Coherent Breaks Ground on Texas InP Fab

Coherent broke ground on an expanded indium phosphide (InP) wafer fab in Sherman, Texas, the company and NVIDIA reported at a June 16 ceremony attended by NVIDIA CEO Jensen Huang and Coherent CEO Jim Anderson, according to NVIDIA's corporate blog and Coherent's official press release. NVIDIA and trade coverage describe the site as the world's first volume-production 6-inch InP facility that will scale lasers, optical components and compound semiconductors used for data-center optical interconnects. The expansion is backed by a $50 million CHIPS Act award (a Letter of Intent requiring a separate binding funding agreement) plus approximately $20 million in prior Texas-level support via the Texas Semiconductor Innovation Fund and the Sherman Economic Development Corporation, per Coherent's official press release. Trade reporting notes NVIDIA has made multibillion-dollar photonics commitments including a confirmed $2 billion investment in Coherent, per AI Weekly and The Next Web.
What happened
Coherent broke ground on an expanded manufacturing building at its Sherman, Texas, campus, according to NVIDIA's corporate blog and Coherent's official press release. NVIDIA's blog and Wccftech report the site will scale volume production of 6-inch indium phosphide (InP) wafers used for lasers, pluggable optics and compound-semiconductor optical components that link chips, servers and data centers. NVIDIA CEO Jensen Huang and Coherent CEO Jim Anderson attended the June 16 ceremony. Jensen Huang said in Coherent's official press release: "AI factories are the infrastructure of the new industrial revolution. Connecting millions of GPUs into one thinking machine requires optical technology built for scale, speed, and energy efficiency." Coherent's press release and trade coverage confirm the expansion is backed by a $50 million CHIPS Act award (a Letter of Intent requiring a separate binding funding agreement) plus approximately $20 million in prior Texas-level support from the Texas Semiconductor Innovation Fund and the Sherman Economic Development Corporation. Trade reporting compiled by The Next Web and AI Weekly places NVIDIA's aggregate photonics commitments at multiple billions, with AI Weekly reporting a $2 billion NVIDIA investment in Coherent and The Next Web estimating at least $6.5 billion in photonics investments across several suppliers. Coherent's press release states the completed expansion is expected to create more than 1,000 jobs and quadruple wafer production capacity.
Technical details
The facility is described in NVIDIA's blog and trade coverage as the world's first volume-production 6-inch InP fab, moving from smaller wafer sizes to increase usable area per wafer. Media reporting links this capacity to optical interconnect use cases such as GPU clusters connecting hundreds of GPUs as a single system, for example NVIDIA's NVL576 576-GPU-style configurations cited in press coverage as an archetype that benefits from silicon photonics rather than traditional copper links. Reporting frames the technical argument as bandwidth and power limits at scale, with optical links offering higher bandwidth and lower incremental power per bit transmitted, per NVIDIA's explanatory notes quoted in trade articles.
Context and significance
Industry reporting from The Next Web and AI Weekly frames the Coherent expansion as part of a broader Nvidia-led effort to build a domestic photonics supply chain. The Next Web aggregates Nvidia investments across multiple vendors and materials suppliers, and AI Weekly highlights that the CHIPS Act award is a Letter of Intent that needs a binding funding agreement before funds disburse.

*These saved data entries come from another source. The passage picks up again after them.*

use serde::{Deserialize, Serialize};

const DEFAULT_ENDPOINT_URL: &str =
    "https://us-central1-codebot-project.cloudfunctions.net/appChatBot";
const DEFAULT_REQUEST_TIMEOUT_MS: u64 = 60_000;

#[derive(Debug, Clone, Serialize, Deserialize, PartialEq, Eq, Default)]
pub struct AppConfig {
    pub logging: LogConfig,
    pub backend: BackendConfig,
    pub contact: ContactConfig,
}

#[derive(Debug, Clone, Serialize, Deserialize, PartialEq, Eq)]
pub struct LogConfig {
    pub level: String,
}

impl Default for LogConfig {
    fn default() -> Self {
        Self {
            level: "info".to_owned(),
        }
    }
}

#[derive(Debug, Clone, Serialize, Deserialize, PartialEq, Eq)]
pub struct BackendConfig {
    pub endpoint_url: String,
    /// Total time allowed for one request, including reading the reply.
    pub request_timeout_ms: Option<u64>,
    /// Role tag sent for assistant turns.
    pub assistant_role_label: String,
    /// Whether replies are appended to the transcript as assistant turns.
    pub record_assistant_replies: bool,
}

impl Default for BackendConfig {
    fn default() -> Self {
        Self {
            endpoint_url: DEFAULT_ENDPOINT_URL.to_owned(),
            request_timeout_ms: Some(DEFAULT_REQUEST_TIMEOUT_MS),
            assistant_role_label: "assistant".to_owned(),
            record_assistant_replies: true,
        }
    }
}

#[derive(Debug, Clone, Serialize, Deserialize, PartialEq, Eq)]
pub struct ContactConfig {
    pub phone_uri: String,
    pub mail_uri: String,
    pub website_url: String,
}

impl Default for ContactConfig {
    fn default() -> Self {
        Self {
            phone_uri: "tel://13463010008".to_owned(),
            mail_uri: "mailto:vincent.higgins@ruggededge.ai".to_owned(),
            website_url: "https://ruggededge.ai".to_owned(),
        }
    }
}
//! Values that travel between the exchange controller and the transport.

use std::fmt;

use thiserror::Error;

/// Identifies one send/receive cycle for logging and completion routing.
#[derive(Debug, Clone, Copy, PartialEq, Eq, Hash, PartialOrd, Ord)]
pub struct ExchangeId(u64);

impl ExchangeId {
    pub fn new(value: u64) -> Self {
        Self(value)
    }
}

impl fmt::Display for ExchangeId {
    fn fmt(&self, f: &mut fmt::Formatter<'_>) -> fmt::Result {
        write!(f, "#{}", self.0)
    }
}

/// Serialized request ready to be posted.
#[derive(Debug, Clone, PartialEq, Eq)]
pub struct ExchangeRequest {
    pub id: ExchangeId,
    pub body: Vec<u8>,
}

/// The request never produced a response body.
#[derive(Debug, Clone, PartialEq, Eq, Error)]
#[error("{description}")]
pub struct TransportError {
    pub kind: TransportErrorKind,
    pub description: String,
}

#[derive(Debug, Clone, Copy, PartialEq, Eq)]
pub enum TransportErrorKind {
    Connect,
    Timeout,
    Body,
    Other,
}

impl TransportError {
    pub fn new(kind: TransportErrorKind, description: impl Into<String>) -> Self {
        Self {
            kind,
            description: description.into(),
        }
    }
}

/// Result of one exchange, delivered back to the UI thread.
#[derive(Debug, Clone, PartialEq, Eq)]
pub struct ExchangeCompletion {
    pub id: ExchangeId,
    pub result: Result<Vec<u8>, TransportError>,
}

impl ExchangeCompletion {
    pub fn body(id: ExchangeId, body: impl Into<Vec<u8>>) -> Self {
        Self {
            id,
            result: Ok(body.into()),
        }
    }

    pub fn failed(id: ExchangeId, error: TransportError) -> Self {
        Self {
            id,
            result: Err(error),
        }
    }
}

Those reports also underscore concentration risk, noting Sherman's status as a leading US site for volume 6-inch InP production and the role that single facilities can play in optical component availability for large-scale AI cluster builds.
Editorial analysis
Companies building optical interconnect capacity for hyperscale AI typically require coordinated capital, procurement commitments and domestic fabrication to achieve production scale. Procurement-led industrial policy, where large AI buyers commit purchase volumes, accelerates capacity buildout but also concentrates supply dependencies in specific fabs and regions. For practitioners, supply-chain visibility and procurement timelines will be important when planning large, optics-dependent cluster builds.
What to watch
Indicators include whether the $50 million CHIPS Act Letter of Intent converts to a signed, binding award, Coherent's published ramp schedule for wafer output, and how NVIDIA and other buyers formalize purchase agreements tied to the Sherman fab. Wafer throughput figures and facility floor-space expansion will signal when optical component availability could relieve copper-related bandwidth constraints for dense GPU clusters.
Scoring Rationale
A notable U.S. infrastructure milestone: Coherent's 6-inch InP fab groundbreaking in Texas, backed by a $50 million CHIPS Act Letter of Intent and a confirmed $2 billion NVIDIA investment, directly affects optical interconnect supply for large-scale GPU clusters. Meaningful for practitioners planning AI infrastructure procurement, but below the threshold for an industry-shaking event.